Exercise data START

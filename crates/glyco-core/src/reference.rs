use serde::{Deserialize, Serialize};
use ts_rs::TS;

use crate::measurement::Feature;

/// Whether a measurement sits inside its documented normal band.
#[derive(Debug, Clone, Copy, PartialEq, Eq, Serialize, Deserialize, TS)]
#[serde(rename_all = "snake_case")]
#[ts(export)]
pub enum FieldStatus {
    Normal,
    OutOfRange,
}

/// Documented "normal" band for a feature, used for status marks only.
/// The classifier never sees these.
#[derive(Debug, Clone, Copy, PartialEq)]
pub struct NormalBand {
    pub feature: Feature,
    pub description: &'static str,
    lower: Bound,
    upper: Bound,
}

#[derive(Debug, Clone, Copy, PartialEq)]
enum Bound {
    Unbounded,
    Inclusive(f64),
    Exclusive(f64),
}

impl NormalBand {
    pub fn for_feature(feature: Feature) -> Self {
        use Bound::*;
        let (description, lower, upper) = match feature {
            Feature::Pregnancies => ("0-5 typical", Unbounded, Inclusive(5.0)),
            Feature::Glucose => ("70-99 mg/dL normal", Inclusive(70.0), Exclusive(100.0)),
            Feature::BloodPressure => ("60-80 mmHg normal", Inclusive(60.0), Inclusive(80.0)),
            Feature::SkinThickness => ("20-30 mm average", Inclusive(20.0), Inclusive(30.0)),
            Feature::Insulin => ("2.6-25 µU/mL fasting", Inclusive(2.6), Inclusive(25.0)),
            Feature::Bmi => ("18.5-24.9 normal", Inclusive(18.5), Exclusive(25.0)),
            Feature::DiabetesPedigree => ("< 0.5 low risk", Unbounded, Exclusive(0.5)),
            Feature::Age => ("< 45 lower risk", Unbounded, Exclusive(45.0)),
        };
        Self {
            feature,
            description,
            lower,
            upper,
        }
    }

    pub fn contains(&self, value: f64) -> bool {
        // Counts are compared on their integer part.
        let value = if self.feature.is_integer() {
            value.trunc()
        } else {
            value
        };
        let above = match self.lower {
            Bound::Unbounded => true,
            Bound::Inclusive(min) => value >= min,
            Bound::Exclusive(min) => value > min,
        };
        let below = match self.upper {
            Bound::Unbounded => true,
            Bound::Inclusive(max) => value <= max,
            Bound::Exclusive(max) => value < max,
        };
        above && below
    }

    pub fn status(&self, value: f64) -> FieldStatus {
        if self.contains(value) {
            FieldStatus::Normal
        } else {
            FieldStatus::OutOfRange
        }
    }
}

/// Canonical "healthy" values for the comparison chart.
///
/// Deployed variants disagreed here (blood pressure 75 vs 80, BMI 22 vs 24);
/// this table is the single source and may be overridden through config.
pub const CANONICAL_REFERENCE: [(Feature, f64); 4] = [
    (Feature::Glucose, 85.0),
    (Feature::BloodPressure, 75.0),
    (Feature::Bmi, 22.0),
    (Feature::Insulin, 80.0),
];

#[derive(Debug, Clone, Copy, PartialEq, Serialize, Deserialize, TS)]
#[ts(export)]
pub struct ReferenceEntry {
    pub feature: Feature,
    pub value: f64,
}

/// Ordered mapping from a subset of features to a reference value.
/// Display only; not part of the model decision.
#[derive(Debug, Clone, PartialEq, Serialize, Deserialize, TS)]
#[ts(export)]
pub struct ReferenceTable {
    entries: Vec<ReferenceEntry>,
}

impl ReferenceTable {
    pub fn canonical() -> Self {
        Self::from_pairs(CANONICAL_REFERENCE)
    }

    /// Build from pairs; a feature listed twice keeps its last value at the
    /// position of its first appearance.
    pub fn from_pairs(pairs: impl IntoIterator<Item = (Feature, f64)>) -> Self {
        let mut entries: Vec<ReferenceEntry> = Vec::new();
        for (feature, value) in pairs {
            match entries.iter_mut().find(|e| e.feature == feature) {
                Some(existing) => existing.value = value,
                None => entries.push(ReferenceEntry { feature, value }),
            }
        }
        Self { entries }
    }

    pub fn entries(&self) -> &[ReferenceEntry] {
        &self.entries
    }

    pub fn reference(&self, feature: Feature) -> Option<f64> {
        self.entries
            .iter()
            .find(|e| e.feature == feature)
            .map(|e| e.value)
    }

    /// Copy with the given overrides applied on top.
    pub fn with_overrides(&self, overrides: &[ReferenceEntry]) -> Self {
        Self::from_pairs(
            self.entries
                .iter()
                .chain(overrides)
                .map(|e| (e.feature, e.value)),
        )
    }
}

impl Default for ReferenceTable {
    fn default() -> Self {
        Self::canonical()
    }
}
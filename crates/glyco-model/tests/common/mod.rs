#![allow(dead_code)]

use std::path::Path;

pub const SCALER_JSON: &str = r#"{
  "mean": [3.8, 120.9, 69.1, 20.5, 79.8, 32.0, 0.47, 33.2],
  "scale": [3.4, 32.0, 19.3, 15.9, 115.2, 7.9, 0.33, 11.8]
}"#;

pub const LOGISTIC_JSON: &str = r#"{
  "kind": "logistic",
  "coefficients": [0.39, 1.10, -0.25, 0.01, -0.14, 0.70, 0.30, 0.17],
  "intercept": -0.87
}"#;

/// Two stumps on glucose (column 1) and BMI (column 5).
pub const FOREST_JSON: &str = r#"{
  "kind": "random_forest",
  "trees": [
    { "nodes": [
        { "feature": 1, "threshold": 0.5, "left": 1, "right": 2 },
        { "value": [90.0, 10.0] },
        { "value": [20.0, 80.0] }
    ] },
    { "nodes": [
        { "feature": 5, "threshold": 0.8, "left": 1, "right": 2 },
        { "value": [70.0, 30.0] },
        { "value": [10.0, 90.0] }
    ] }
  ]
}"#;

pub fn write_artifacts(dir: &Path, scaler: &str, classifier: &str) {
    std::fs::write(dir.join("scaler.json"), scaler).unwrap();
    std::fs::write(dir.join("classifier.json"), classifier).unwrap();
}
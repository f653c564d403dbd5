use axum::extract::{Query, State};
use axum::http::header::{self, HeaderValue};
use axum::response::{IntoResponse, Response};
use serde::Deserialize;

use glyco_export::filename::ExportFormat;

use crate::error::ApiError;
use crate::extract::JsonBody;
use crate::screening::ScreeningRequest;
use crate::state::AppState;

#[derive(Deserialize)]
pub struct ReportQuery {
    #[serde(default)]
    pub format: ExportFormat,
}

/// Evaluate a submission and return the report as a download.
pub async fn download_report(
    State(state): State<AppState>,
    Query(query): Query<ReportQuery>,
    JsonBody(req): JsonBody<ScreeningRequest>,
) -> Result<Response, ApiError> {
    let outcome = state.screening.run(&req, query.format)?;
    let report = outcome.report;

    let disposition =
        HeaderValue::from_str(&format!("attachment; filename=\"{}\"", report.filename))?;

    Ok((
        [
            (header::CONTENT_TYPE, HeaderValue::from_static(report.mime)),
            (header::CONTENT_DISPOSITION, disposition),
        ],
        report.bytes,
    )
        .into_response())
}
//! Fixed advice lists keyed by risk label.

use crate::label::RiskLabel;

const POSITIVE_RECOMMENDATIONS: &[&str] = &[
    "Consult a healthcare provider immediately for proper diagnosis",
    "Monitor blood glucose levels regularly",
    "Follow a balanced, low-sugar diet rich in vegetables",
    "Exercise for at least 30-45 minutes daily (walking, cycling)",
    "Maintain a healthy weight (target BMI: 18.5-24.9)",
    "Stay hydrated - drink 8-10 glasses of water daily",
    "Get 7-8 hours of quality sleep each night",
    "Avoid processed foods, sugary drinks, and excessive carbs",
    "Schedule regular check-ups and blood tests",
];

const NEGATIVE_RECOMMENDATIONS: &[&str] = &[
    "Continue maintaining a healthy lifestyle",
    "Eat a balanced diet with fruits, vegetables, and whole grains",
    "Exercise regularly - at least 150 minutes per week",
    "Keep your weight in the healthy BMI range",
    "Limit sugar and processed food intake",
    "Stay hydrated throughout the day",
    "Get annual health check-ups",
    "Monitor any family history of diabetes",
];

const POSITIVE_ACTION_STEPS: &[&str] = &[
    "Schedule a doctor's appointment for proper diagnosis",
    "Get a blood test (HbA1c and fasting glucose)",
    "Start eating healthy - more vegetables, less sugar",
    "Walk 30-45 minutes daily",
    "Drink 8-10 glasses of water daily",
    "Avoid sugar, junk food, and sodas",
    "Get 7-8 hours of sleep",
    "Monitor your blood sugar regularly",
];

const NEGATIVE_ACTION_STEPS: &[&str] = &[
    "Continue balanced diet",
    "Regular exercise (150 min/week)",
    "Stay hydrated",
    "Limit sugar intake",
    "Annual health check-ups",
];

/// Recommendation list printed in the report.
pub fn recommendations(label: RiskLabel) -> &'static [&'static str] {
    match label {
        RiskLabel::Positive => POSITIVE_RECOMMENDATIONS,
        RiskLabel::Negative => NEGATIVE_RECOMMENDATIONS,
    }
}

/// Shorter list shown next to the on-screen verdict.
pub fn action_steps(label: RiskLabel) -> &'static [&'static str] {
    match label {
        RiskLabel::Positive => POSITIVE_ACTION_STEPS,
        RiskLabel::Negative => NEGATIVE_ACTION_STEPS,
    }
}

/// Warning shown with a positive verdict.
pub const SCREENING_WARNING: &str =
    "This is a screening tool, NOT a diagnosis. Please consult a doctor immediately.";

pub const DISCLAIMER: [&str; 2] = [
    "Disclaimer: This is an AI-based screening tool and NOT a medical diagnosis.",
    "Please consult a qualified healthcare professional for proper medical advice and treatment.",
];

Exercise data END

Begin with the first line of the records and reproduce each line as is, ending with the line that holds "let below = match".

filename crates/glyco-core/src/reference.rs
use serde::{Deserialize, Serialize};
use ts_rs::TS;

use crate::measurement::Feature;

/// Whether a measurement sits inside its documented normal band.
#[derive(Debug, Clone, Copy, PartialEq, Eq, Serialize, Deserialize, TS)]
#[serde(rename_all = "snake_case")]
#[ts(export)]
pub enum FieldStatus {
    Normal,
    OutOfRange,
}

/// Documented "normal" band for a feature, used for status marks only.
/// The classifier never sees these.
#[derive(Debug, Clone, Copy, PartialEq)]
pub struct NormalBand {
    pub feature: Feature,
    pub description: &'static str,
    lower: Bound,
    upper: Bound,
}

#[derive(Debug, Clone, Copy, PartialEq)]
enum Bound {
    Unbounded,
    Inclusive(f64),
    Exclusive(f64),
}

impl NormalBand {
    pub fn for_feature(feature: Feature) -> Self {
        use Bound::*;
        let (description, lower, upper) = match feature {
            Feature::Pregnancies => ("0-5 typical", Unbounded, Inclusive(5.0)),
            Feature::Glucose => ("70-99 mg/dL normal", Inclusive(70.0), Exclusive(100.0)),
            Feature::BloodPressure => ("60-80 mmHg normal", Inclusive(60.0), Inclusive(80.0)),
            Feature::SkinThickness => ("20-30 mm average", Inclusive(20.0), Inclusive(30.0)),
            Feature::Insulin => ("2.6-25 µU/mL fasting", Inclusive(2.6), Inclusive(25.0)),
            Feature::Bmi => ("18.5-24.9 normal", Inclusive(18.5), Exclusive(25.0)),
            Feature::DiabetesPedigree => ("< 0.5 low risk", Unbounded, Exclusive(0.5)),
            Feature::Age => ("< 45 lower risk", Unbounded, Exclusive(45.0)),
        };
        Self {
            feature,
            description,
            lower,
            upper,
        }
    }

    pub fn contains(&self, value: f64) -> bool {
        // Counts are compared on their integer part.
        let value = if self.feature.is_integer() {
            value.trunc()
        } else {
            value
        };
        let above = match self.lower {
            Bound::Unbounded => true,
            Bound::Inclusive(min) => value >= min,
            Bound::Exclusive(min) => value > min,
        };
        let below = match self.upper {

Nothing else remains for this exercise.